Business Analytics for the Airlines MRO Industry

Business Analytics for the Airlines MRO Industry

1. Introduction

Despite the challenges Airlines have been facing, potential for opportunity in the Maintenance, Repair and Overhaul (MRO) industry is promising. It is estimated that the world fleet will grow by 60% over the next 10 years and the MRO global market will grow by US$4.8 billion over the next 5 years. Solid growth in new airlines, aircraft fleet and passenger numbers, both in developed and emerging economies (particularly china and India), is adding to the demand for the MRO services. The newly introduced wide-body aircraft Airbus A380, which is certain to introduce new standards, processes and tools, can only add to the complexities of MRO and the operational information to optimize the maintenance processes and labor costs. Geographic spread of (new facilities in Asia Pacific) MRO facilities, poses new challenges ofintegrating data, customers, suppliers and IT systems for operational information needs.

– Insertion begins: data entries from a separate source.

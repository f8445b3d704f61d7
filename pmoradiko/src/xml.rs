//! XML decoding of radiko responses
//!
//! Two document shapes are served:
//!
//! ```text
//! <radiko>                      <stations area_id="JP13">
//!   <stations>                    <station>
//!     <station id="TBS">            <id>TBS</id>
//!       <name>…</name>              <name>…</name>
//!       <progs>…</progs>          </station>
//!     </station>                </stations>
//!   </stations>
//! </radiko>
//! ```
//!
//! The left one answers program queries (by date, now-playing, weekly and
//! per-station date); the right one is the area station list. The v2
//! now-playing document nests `<progs>` one level deeper, inside `<scd>`.

use crate::error::Result;
use crate::models::{Program, RadioStation, Schedule, Station};
use serde::Deserialize;
use tracing::debug;

/// `<radiko>` root of program documents
#[derive(Debug, Deserialize)]
struct RadikoDocument {
    #[serde(default)]
    stations: StationsElement,
}

#[derive(Debug, Default, Deserialize)]
struct StationsElement {
    #[serde(rename = "station", default)]
    stations: Vec<Station>,
}

/// `<stations>` root of the area station list
#[derive(Debug, Deserialize)]
struct StationListDocument {
    #[serde(rename = "@area_id", default)]
    area_id: String,
    #[serde(rename = "station", default)]
    stations: Vec<RadioStation>,
}

/// Decode a program document into a schedule snapshot
pub fn decode_stations(body: &str) -> Result<Schedule> {
    let doc: RadikoDocument = quick_xml::de::from_str(body)?;
    debug!("Decoded {} stations", doc.stations.stations.len());
    Ok(Schedule::new(doc.stations.stations))
}

/// Decode a single-station program document into its programs
///
/// Only the first station is considered; a document without stations
/// yields no programs.
pub fn decode_programs(body: &str) -> Result<Vec<Program>> {
    let schedule = decode_stations(body)?;
    Ok(schedule
        .into_iter()
        .next()
        .map(|station| station.programs().cloned().collect())
        .unwrap_or_default())
}

/// Decode the area station list
pub fn decode_radio_stations(body: &str) -> Result<Vec<RadioStation>> {
    let doc: StationListDocument = quick_xml::de::from_str(body)?;
    debug!(
        "Decoded {} stations for area {}",
        doc.stations.len(),
        doc.area_id
    );
    Ok(doc.stations)
}

#[cfg(test)]
mod tests {
    use super::*;
    use crate::error::Error;
    use chrono::TimeZone;

    const PROGRAMS_XML: &str = r##"<?xml version="1.0" encoding="UTF-8"?>
<radiko>
  <ttl>1800</ttl>
  <srvtime>1704060000</srvtime>
  <stations>
    <station id="JOAK">
      <name>NHK Radio 1</name>
      <progs>
        <date>20240101</date>
        <prog id="1001" master_id="" ft="20240101050000" to="20240101060000" ftl="0500" tol="0600" dur="3600">
          <title>Morning News</title>
          <url>https://example.jp/news</url>
          <failed_record>0</failed_record>
          <ts_in_ng>0</ts_in_ng>
          <desc/>
          <info>&lt;p&gt;Headlines&lt;/p&gt;</info>
          <pfm>Announcer</pfm>
          <img>https://example.jp/news.png</img>
          <genre>
            <program id="P001"><name>News</name></program>
          </genre>
          <metas>
            <meta name="twitter" value="#news"/>
          </metas>
        </prog>
        <prog ft="20240101060000" to="20240101063000" ftl="0600" tol="0630" dur="1800">
          <title>Weather</title>
        </prog>
      </progs>
    </station>
    <station id="TBS">
      <name>TBS Radio</name>
      <progs>
        <date>20240101</date>
      </progs>
    </station>
  </stations>
</radiko>"##;

    const STATION_LIST_XML: &str = r#"<?xml version="1.0" encoding="UTF-8"?>
<stations area_id="JP13" area_name="TOKYO JAPAN">
  <station>
    <id>TBS</id>
    <name>TBS Radio</name>
    <ascii_name>TBS RADIO</ascii_name>
    <areafree>1</areafree>
    <timefree>1</timefree>
    <logo width="224" height="100">https://example.jp/tbs/logo.png</logo>
    <logo width="448" height="200">https://example.jp/tbs/logo_large.png</logo>
    <banner>https://example.jp/tbs/banner.png</banner>
    <href>https://www.tbsradio.jp/</href>
  </station>
  <station>
    <id>QRR</id>
    <name>Nippon Cultural Broadcasting</name>
  </station>
</stations>"#;

    #[test]
    fn test_decode_stations() {
        let schedule = decode_stations(PROGRAMS_XML).unwrap();
        assert_eq!(schedule.len(), 2);

        let joak = schedule.station("JOAK").unwrap();
        assert_eq!(joak.name, "NHK Radio 1");
        assert_eq!(joak.listings[0].date, "20240101");

        let programs: Vec<&Program> = joak.programs().collect();
        assert_eq!(programs.len(), 2);
        assert_eq!(programs[0].id, "1001");
        assert_eq!(programs[0].ft, "20240101050000");
        assert_eq!(programs[0].to, "20240101060000");
        assert_eq!(programs[0].ftl, "0500");
        assert_eq!(programs[0].dur, Some(3600));
        assert_eq!(programs[0].title, "Morning News");
        assert_eq!(programs[0].desc, "");
        assert_eq!(programs[0].info, "<p>Headlines</p>");
        assert_eq!(programs[0].pfm, "Announcer");
        assert_eq!(programs[1].title, "Weather");
        assert_eq!(programs[1].id, "");

        assert_eq!(schedule.station("TBS").unwrap().programs().count(), 0);
    }

    #[test]
    fn test_decode_weekly_listing() {
        let xml = r#"<radiko><stations><station id="TBS"><name>TBS Radio</name>
            <progs><date>20240101</date><prog ft="20240101050000" to="20240101060000"><title>A</title></prog></progs>
            <progs><date>20240102</date><prog ft="20240102050000" to="20240102060000"><title>B</title></prog></progs>
        </station></stations></radiko>"#;

        let schedule = decode_stations(xml).unwrap();
        let station = schedule.station("TBS").unwrap();
        assert_eq!(station.listings.len(), 2);
        let titles: Vec<&str> = station.programs().map(|p| p.title.as_str()).collect();
        assert_eq!(titles, ["A", "B"]);
    }

    #[test]
    fn test_decode_scd_listing() {
        let xml = r#"<radiko><stations><station id="TBS"><name>TBS</name><scd><progs>
            <date>20240101</date>
            <prog ft="20240101050000" to="20240101060000"><title>Wrapped</title></prog>
        </progs></scd></station></stations></radiko>"#;

        let schedule = decode_stations(xml).unwrap();
        let station = schedule.station("TBS").unwrap();
        assert!(station.listings.is_empty());
        assert_eq!(station.scd.as_ref().unwrap().listings[0].date, "20240101");
        assert_eq!(station.programs().count(), 1);

        let start = crate::timestamp::jst()
            .with_ymd_and_hms(2024, 1, 1, 5, 0, 0)
            .unwrap();
        let found =
            crate::locator::find_program_starting_at(schedule.as_slice(), "TBS", &start).unwrap();
        assert_eq!(found.title, "Wrapped");

        let programs = decode_programs(xml).unwrap();
        let found = crate::locator::find_program_covering(&programs, "20240101053000").unwrap();
        assert_eq!(found.title, "Wrapped");

        assert_eq!(decode_programs(xml).unwrap().len(), 1);
    }

    #[test]
    fn test_decode_programs_takes_first_station() {
        let programs = decode_programs(PROGRAMS_XML).unwrap();
        assert_eq!(programs.len(), 2);
        assert_eq!(programs[0].title, "Morning News");

        let empty = decode_programs("<radiko><stations></stations></radiko>").unwrap();
        assert!(empty.is_empty());
    }

    #[test]
    fn test_decode_radio_stations() {
        let stations = decode_radio_stations(STATION_LIST_XML).unwrap();
        assert_eq!(stations.len(), 2);
        assert_eq!(stations[0].id, "TBS");
        assert_eq!(stations[0].ascii_name.as_deref(), Some("TBS RADIO"));
        assert_eq!(stations[0].href.as_deref(), Some("https://www.tbsradio.jp/"));
        assert_eq!(stations[1].name, "Nippon Cultural Broadcasting");
        assert_eq!(stations[1].banner, None);
    }

    #[test]
    fn test_decode_truncated_document() {
        let result = decode_stations("<radiko><stations><station id=\"TBS\"><name>TBS");
        assert!(matches!(result, Err(Error::Xml(_))));
    }

    #[test]
    fn test_decode_program_without_start() {
        let xml = r#"<radiko><stations><station id="TBS"><progs>
            <prog to="20240101060000"><title>No start</title></prog>
        </progs></station></stations></radiko>"#;
        let err = decode_stations(xml).unwrap_err();
        assert!(err.is_decode_error());
    }
}
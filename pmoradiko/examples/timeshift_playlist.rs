//! Example: Resolve the time-shift playlist of a past program
//!
//! Run with: cargo run -p pmoradiko --example timeshift_playlist -- TBS 20240101050000
//!
//! The timestamp must be the exact listed start of a program (JST).
//! Set RUST_LOG=pmoradiko=debug to trace the requests.

use anyhow::{bail, Context};
use pmoradiko::{RadikoClient, Timestamp};
use std::env;
use tracing_subscriber::EnvFilter;

#[tokio::main]
async fn main() -> anyhow::Result<()> {
    tracing_subscriber::fmt()
        .with_env_filter(EnvFilter::from_default_env())
        .init();

    let mut args = env::args().skip(1);
    let (Some(station), Some(start)) = (args.next(), args.next()) else {
        bail!("usage: timeshift_playlist <station_id> <YYYYMMDDHHmmss>");
    };

    let start = Timestamp::parse(&start)?
        .to_datetime()
        .context("start is not a valid date-time")?;

    let mut client = RadikoClient::new().await?;
    let auth = client.authorize().await?;
    println!("Authorized in area {}", auth.area_id);

    let program = client.get_program_by_start_time(&station, &start).await?;
    println!("Program: {} ({} - {})", program.title, program.ftl, program.tol);
    if !program.pfm.is_empty() {
        println!("  With: {}", program.pfm);
    }

    let uri = client.timeshift_playlist_m3u8(&station, &start).await?;
    println!("Playlist: {}", uri);

    Ok(())
}
impl SessionRegistry {
    pub fn new(provider: ProviderRef, options: SessionOptions) -> Self {
        Self {
            sessions: RwLock::new(HashMap::new()),
            provider,
            options,
        }
    }

    /// Start a session for `name`, seeding fresh records from the provider.
    /// Any non-blank name is accepted.
    pub async fn login(&self, name: &str) -> CoreResult<SessionHandle> {
        let name = name.trim();
        if name.is_empty() {
            return Err(CoreError::ValidationError {
                message: "Please enter your name".to_string(),
            });
        }

        let records = self.provider.fetch().await?;
        let id = spendweb_utils::generate_id();
        let session = Session::new(id.clone(), name.to_string(), records, self.options.clone())?;
        log::info!(
            "Manager '{}' logged in (session {}, {} records from {} provider)",
            name,
            id,
            session.store().len(),
            self.provider.name()
        );

        let handle = Arc::new(RwLock::new(session));
        self.sessions.write().await.insert(id, handle.clone());
        Ok(handle)
    }

    /// End a session, discarding its records and cancelling scheduled
    /// decisions. Returns whether the session existed.
    pub async fn logout(&self, id: &str) -> bool {
        let removed = self.sessions.write().await.remove(id);
        match removed {
            Some(handle) => {
                let session = handle.read().await;
                session.close();
                log::info!(
                    "Manager '{}' logged out (session {}, open {}s)",
                    session.manager_name(),
                    id,
                    session.age().num_seconds()
                );
                true
            }
            None => false,
        }
    }

    pub async fn get(&self, id: &str) -> Option<SessionHandle> {
        self.sessions.read().await.get(id).cloned()
    }

    /// Look up a session, failing with `NotLoggedIn`
    pub async fn require(&self, id: Option<&str>) -> CoreResult<SessionHandle> {
        match id {
            Some(id) => self.get(id).await.ok_or(CoreError::NotLoggedIn),
            None => Err(CoreError::NotLoggedIn),
        }
    }

    pub async fn len(&self) -> usize {
        self.sessions.read().await.len()
    }
}

#[cfg(test)]
mod tests {
    use super::*;
    use spendweb_provider::{ExpenseStatus, FixtureProvider};

    fn records() -> Vec<ExpenseRecord> {
        let mut commented = FixtureProvider::record("EXP-2", "Sarah Johnson", ExpenseStatus::Pending);
        commented.approval_comments = "Approved as per company policy".to_string();
        vec![
            FixtureProvider::record("EXP-1", "John Smith", ExpenseStatus::Pending),
            commented,
            FixtureProvider::record("EXP-3", "Emily Davis", ExpenseStatus::Approved),
        ]
    }

    fn session() -> Session {
        Session::new("s1".to_string(), "Alex".to_string(), records(), SessionOptions::default()).unwrap()
    }

    fn fast_options() -> SessionOptions {
        SessionOptions {
            approval_delay: Duration::from_millis(10),
            ..SessionOptions::default()
        }
    }

    fn registry(records: Vec<ExpenseRecord>) -> SessionRegistry {
        SessionRegistry::new(Arc::new(FixtureProvider::new(records)), fast_options())
    }

    #[test]
    fn test_new_session_defaults() {
        let session = session();
        assert_eq!(session.manager_name(), "Alex");
        assert_eq!(session.view(), View::Expenses);
        assert!(!session.mobile_nav_open());
        assert!(session.workflow().is_idle());
        assert_eq!(session.table().page(), 1);
    }

    #[test]
    fn test_set_view_closes_mobile_nav() {
        let mut session = session();
        assert!(session.toggle_mobile_nav());
        session.set_view(View::Dashboard);
        assert_eq!(session.view(), View::Dashboard);
        assert!(!session.mobile_nav_open());
    }

    #[test]
    fn test_view_table_search_resets_page() {
        let mut session = Session::new(
            "s".to_string(),
            "Alex".to_string(),
            FixtureProvider::numbered(25).records().to_vec(),
            SessionOptions::default(),
        )
        .unwrap();

        let page = session.view_table(None, Some(3));
        assert_eq!(page.page, 3);
        assert_eq!(page.rows.len(), 5);

        let page = session.view_table(Some("employee"), Some(3));
        assert_eq!(page.page, 1);
        assert_eq!(page.query, "employee");

        let page = session.view_table(Some("employee"), Some(9));
        assert_eq!(page.page, 3);
        assert_eq!(session.table().page(), 3);
    }

    #[test]
    fn test_search_scenario_smith() {
        let mut session = session();
        let page = session.view_table(Some("smith"), None);
        assert_eq!(page.filtered_count, 1);
        assert_eq!(page.rows[0].employee_name, "John Smith");
    }

    #[test]
    fn test_finish_decision_approve_with_comment() {
        let mut session = session();
        session.begin_decision("EXP-1", Decision::Approve).unwrap();
        let pending = session.confirm_decision(Some("ok")).unwrap();
        session.finish_decision(&pending).unwrap();

        let record = session.store().get("EXP-1").unwrap();
        assert_eq!(record.status, ExpenseStatus::Approved);
        assert_eq!(record.approval_comments, "ok");
        assert!(session.workflow().is_idle());

        let toasts = session.drain_notifications();
        assert_eq!(toasts.len(), 1);
        assert_eq!(toasts[0].kind, NotificationKind::Success);
        assert_eq!(toasts[0].message, "Expense approved successfully!");
        assert_eq!(session.pending_notifications(), 0);
    }

    #[test]
    fn test_cancel_changes_nothing() {
        let mut session = session();
        let before = session.store().records().to_vec();
        session.begin_decision("EXP-2", Decision::Reject).unwrap();
        assert!(session.cancel_decision());
        assert_eq!(session.store().records(), before.as_slice());
        assert!(matches!(session.confirm_decision(None), Err(CoreError::NoPendingDecision)));
    }

    #[test]
    fn test_begin_on_terminal_or_missing_record() {
        let mut session = session();
        assert!(matches!(
            session.begin_decision("EXP-3", Decision::Approve),
            Err(CoreError::InvalidTransition { .. })
        ));
        assert!(matches!(
            session.begin_decision("EXP-404", Decision::Approve),
            Err(CoreError::RecordNotFound { .. })
        ));
    }

    #[test]
    fn test_summary_follows_decisions() {
        let mut session = session();
        assert_eq!(session.summary().pending, 2);
        session.begin_decision("EXP-1", Decision::Reject).unwrap();
        let pending = session.confirm_decision(None).unwrap();
        session.finish_decision(&pending).unwrap();
        let summary = session.summary();
        assert_eq!(summary.pending, 1);
        assert_eq!(summary.rejected, 1);
        assert_eq!(summary.approved, 1);
    }

    #[tokio::test]
    async fn test_login_rejects_blank_name() {
        let registry = registry(records());
        assert!(matches!(registry.login("   ").await, Err(CoreError::ValidationError { .. })));
        assert_eq!(registry.len().await, 0);
    }

    #[tokio::test]
    async fn test_login_logout_lifecycle() {
        let registry = registry(records());
        let handle = registry.login("  Alex ").await.unwrap();
        let id = handle.read().await.id().to_string();
        assert_eq!(handle.read().await.manager_name(), "Alex");
        assert!(handle.read().await.age().num_seconds() >= 0);
        assert!(registry.get(&id).await.is_some());

        assert!(registry.logout(&id).await);
        assert!(registry.get(&id).await.is_none());
        assert!(!registry.logout(&id).await);
        assert!(handle.read().await.cancellation_token().is_cancelled());
        assert!(matches!(registry.require(Some(id.as_str())).await, Err(CoreError::NotLoggedIn)));
        assert!(matches!(registry.require(None).await, Err(CoreError::NotLoggedIn)));
    }

    #[tokio::test]
    async fn test_each_login_gets_fresh_data() {
        let registry = registry(records());
        let first = registry.login("Alex").await.unwrap();
        {
            let mut session = first.write().await;
            session.begin_decision("EXP-1", Decision::Approve).unwrap();
            let pending = session.confirm_decision(None).unwrap();
            session.finish_decision(&pending).unwrap();
        }
        let second = registry.login("Alex").await.unwrap();
        let second = second.read().await;
        assert_eq!(second.store().get("EXP-1").unwrap().status, ExpenseStatus::Pending);
    }

    #[tokio::test]
    async fn test_scheduled_decision_applies_after_delay() {
        let registry = registry(records());
        let handle = registry.login("Alex").await.unwrap();

        let (pending, token) = {
            let mut session = handle.write().await;
            session.begin_decision("EXP-2", Decision::Reject).unwrap();
            (session.confirm_decision(Some("")).unwrap(), session.cancellation_token())
        };
        assert_eq!(
            handle.read().await.store().get("EXP-2").unwrap().status,
            ExpenseStatus::Pending
        );

        let outcome = schedule_decision(handle.clone(), pending, Duration::from_millis(10), token)
            .await
            .unwrap();
        assert_eq!(outcome, SubmissionOutcome::Applied);

        let session = handle.read().await;
        let record = session.store().get("EXP-2").unwrap();
        assert_eq!(record.status, ExpenseStatus::Rejected);
        assert_eq!(record.approval_comments, "Approved as per company policy");
        assert!(session.workflow().is_idle());
    }

    #[tokio::test]
    async fn test_logout_cancels_scheduled_decision() {
        let registry = registry(records());
        let handle = registry.login("Alex").await.unwrap();

        let (id, pending, token) = {
            let mut session = handle.write().await;
            session.begin_decision("EXP-1", Decision::Approve).unwrap();
            (
                session.id().to_string(),
                session.confirm_decision(None).unwrap(),
                session.cancellation_token(),
            )
        };

        let task = schedule_decision(handle.clone(), pending, Duration::from_secs(30), token);
        assert!(registry.logout(&id).await);

        assert_eq!(task.await.unwrap(), SubmissionOutcome::Cancelled);
        let session = handle.read().await;
        assert_eq!(session.store().get("EXP-1").unwrap().status, ExpenseStatus::Pending);
        assert_eq!(session.pending_notifications(), 0);
    }

    #[tokio::test]
    async fn test_failed_submission_queues_error_toast() {
        let registry = registry(records());
        let handle = registry.login("Alex").await.unwrap();

        let pending = PendingDecision {
            record_id: "EXP-3".to_string(),
            decision: Decision::Approve,
            comment: String::new(),
        };
        let token = handle.read().await.cancellation_token();
        let outcome = schedule_decision(handle.clone(), pending, Duration::from_millis(1), token)
            .await
            .unwrap();
        assert!(matches!(outcome, SubmissionOutcome::Failed(_)));

        let toasts = handle.write().await.drain_notifications();
        assert_eq!(toasts.len(), 1);
        assert_eq!(toasts[0].kind, NotificationKind::Error);
    }
}
//! Session routes - Manager login and logout
//!
//! Structure:
//! - api.rs: Form handlers that create and destroy sessions
//! - page.rs: Login page rendering

pub mod api;
pub mod page;

pub use api::{login_submit, logout_submit};
pub use page::page_login;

2. MRO Systems Complexities

With a mix bag of IT systems and their proliferation, the Airline companies or the MRO outsourcers are not geared to integrate the operational data and add value to it by transforming it into business information, both for process operation analysis as well as parts inventory optimization. Airlines of 100+ aircrafts can typically hold inventory of 200+ thousand parts in the store. This, includes, high priced items like engines, Landing gears, APUs and other major equipment. Most of these parts have large life spans resulting in very high maintenance cost compared to initial purchase cost. Last but not least, planned men and material (Parts and Tool) at the time of maintenance execution also will help to reduce maintenance cost.

3. The Traditional approach

Most of the leading MRO Software provide standard reports/queries. None of them help the Maintenance and Engineering (M&E) section to identify potential areas for better service or saving cost. This results in huge additional effort in generating ad-hoc reports, queries and data extraction to spread sheets. Mainframe based MRO software generate reports (standard as well as Ad-hoc) through batches. The end user has to wait 10 to 12 hours to receive the report and act on it.

4. Taking a Different Approach

The modern approach supported by BI&A tools enables M&E to build information entities for decision support, extract, cleanse and load data, build Data Warehouse and drill down the data to get desired maintenance information. Building the Data Warehouse is a one time effort and the end user can generate the reports the way they want using the tools. The major advantages of this BI&A system are:

Desired Data is readily available
Generates queries/reports on any permutation and combination
High data visibility
Helps to take quick decision by Engineering management based on recent data
Reduces IT cost
It is a paper less process

The above translates into achieving the key MRO objectives of enhanced airworthiness, high reliability, cost-effective maintenance, preventive maintenance planning and on-time flying.